Capitalize Seasons When Personifying

A personification, is a literary tool used to create figurative language. It assigns human qualities to something not human — such as an inanimate object, abstract notion, or animal.

When a season is used as a descriptive way to personify something, it should be capitalized.

For example:

  • The kiss of Winter, with her touch of darkness, made me long for spring.
  • The embrace of Summer’s hold wrapped tendrils of heat throughout her dreams.

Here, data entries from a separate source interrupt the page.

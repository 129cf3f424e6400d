use serde::{Deserialize, Serialize};

use crate::error::{CrossMatchError, Result};

/// Milliarcseconds per degree, used to turn mas/yr proper motions into deg/yr.
pub const MAS_PER_DEGREE: f64 = 3_600_000.0;

/// Arcseconds per degree.
pub const ARCSEC_PER_DEGREE: f64 = 3_600.0;

/// A star from the reference catalog (e.g. Gaia DR2), positioned at the
/// catalog's native epoch.
#[derive(Debug, Clone, Default, PartialEq, Serialize, Deserialize)]
pub struct ReferenceStar {
    pub id: u64,
    /// Right ascension in degrees.
    pub ra: f64,
    /// Declination in degrees.
    pub dec: f64,
    /// Proper motion in right ascension, mas/yr.
    pub pm_ra: f64,
    /// Proper motion in declination, mas/yr.
    pub pm_dec: f64,
    /// Brightness in the reference catalog's photometric system.
    pub magnitude: f64,
    /// Parallax, mas. Carried through to the association table; not used
    /// for matching.
    pub parallax: Option<f64>,
    pub parallax_error: Option<f64>,
    /// Galactic longitude and latitude, degrees.
    pub l: Option<f64>,
    pub b: Option<f64>,
}

/// A star from the target catalog (e.g. the TESS target lists), positioned at
/// the later target epoch.
#[derive(Debug, Clone, PartialEq, Serialize, Deserialize)]
pub struct TargetStar {
    pub id: u64,
    pub ra: f64,
    pub dec: f64,
    /// Brightness in the target catalog's photometric system. Not assumed to
    /// be on the same scale as [`ReferenceStar::magnitude`].
    pub magnitude: f64,
}

/// A "generic" star as stored in the spatial index.
/// The RA & Dec assume proper motion has already been applied to the
/// epoch of the catalog being matched against.
#[derive(Debug, Clone, PartialEq)]
pub struct Star {
    pub id: u64,
    pub ra_deg: f64,
    pub dec_deg: f64,
    pub mag: f64,
}

impl Star {
    /// Unit vector pointing to the star's position on the celestial sphere.
    pub fn uvec(&self) -> nalgebra::Vector3<f64> {
        radec_deg_to_uvec(self.ra_deg, self.dec_deg)
    }
}

pub(crate) fn radec_deg_to_uvec(ra_deg: f64, dec_deg: f64) -> nalgebra::Vector3<f64> {
    let (rasin, racos) = ra_deg.to_radians().sin_cos();
    let (decsin, deccos) = dec_deg.to_radians().sin_cos();
    nalgebra::Vector3::new(deccos * racos, deccos * rasin, decsin)
}

/// Advance a position by `epoch_offset_years` of proper motion.
///
/// Proper motion in mas/yr is converted to deg/yr by dividing by 3.6e6 and
/// added to RA and Dec directly. No cos(dec) scaling is applied to RA: at the
/// arcsecond scale of the match radius, and away from the poles, the error is
/// well below the match threshold. Catalogs whose `pm_ra` is already
/// mu_alpha*cos(dec) (Gaia, Hipparcos) are therefore under-corrected in RA by
/// a factor cos(dec); this is a known limitation of the projection.
pub fn project_position(
    ra: f64,
    dec: f64,
    pm_ra: f64,
    pm_dec: f64,
    epoch_offset_years: f64,
) -> (f64, f64) {
    (
        ra + (pm_ra / MAS_PER_DEGREE) * epoch_offset_years,
        dec + (pm_dec / MAS_PER_DEGREE) * epoch_offset_years,
    )
}

impl ReferenceStar {
    /// Project this star to the target epoch, producing an indexable [`Star`].
    pub fn project(&self, epoch_offset_years: f64) -> Star {
        let (ra_deg, dec_deg) =
            project_position(self.ra, self.dec, self.pm_ra, self.pm_dec, epoch_offset_years);
        Star {
            id: self.id,
            ra_deg,
            dec_deg,
            mag: self.magnitude,
        }
    }

    /// Reject the record if any numeric field is not finite.
    /// `row` is the record's position in its table, used for reporting.
    pub fn validate(&self, row: usize) -> Result<()> {
        let fields = [
            ("ra", self.ra),
            ("dec", self.dec),
            ("pm_ra", self.pm_ra),
            ("pm_dec", self.pm_dec),
            ("magnitude", self.magnitude),
        ];
        check_finite("reference", row, &fields)
    }
}

impl TargetStar {
    pub fn validate(&self, row: usize) -> Result<()> {
        let fields = [
            ("ra", self.ra),
            ("dec", self.dec),
            ("magnitude", self.magnitude),
        ];
        check_finite("target", row, &fields)
    }
}

fn check_finite(catalog: &'static str, row: usize, fields: &[(&'static str, f64)]) -> Result<()> {
    match fields.iter().find(|(_, v)| !v.is_finite()) {
        Some(&(field, _)) => Err(CrossMatchError::MalformedRecord {
            catalog,
            row,
            field,
        }),
        None => Ok(()),
    }
}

Capitalize Seasons When Used as Part of a Proper Noun

If you use a season name as part of a proper noun, you must also capitalize it. Generally, this is done when describing an event specific to a season.

For example:

  • The 2020 Summer Olympics
  • The Fall Classic
  • The 2022 Winter Season Ski Jumping Championships

Capitalize Seasons When Used as Part of a Title

Titles are capitalized as if they were a proper noun. Shorter words use lowercase letters, but the rest of the words are specifically part of a title name and will use uppercase letters. Movie titles, book titles, journal titles are all examples of where capitalizations will be seen. 

For example:

  • A Winter’s Tale
  • The Summer I Went Missing
  • The Days of Summer 

Capitalize Seasons When it Begins a New Sentence

Last, but not least, if a season begins a new sentence, you must capitalize it.

For example:

  • Winter is my favorite season.
  • Spring fever is a very real feeling; especially for graduating seniors. 
  • Autumn foliage provides amazing photographic opportunities.
  • Spring semester exams are particularly challenging. 

Let’s Review

Most edited publications do not capitalize the seasons of the year, and we know of no major style guide that recommends doing so. Spring, summer, autumn, fall, and winter are common nouns like any other. Think of them as similar to morning, afternoon, and night—terms that denote clearly defined periods of time but are not capitalized because they are not proper nouns.

As parts of official names, however, seasons are capitalized.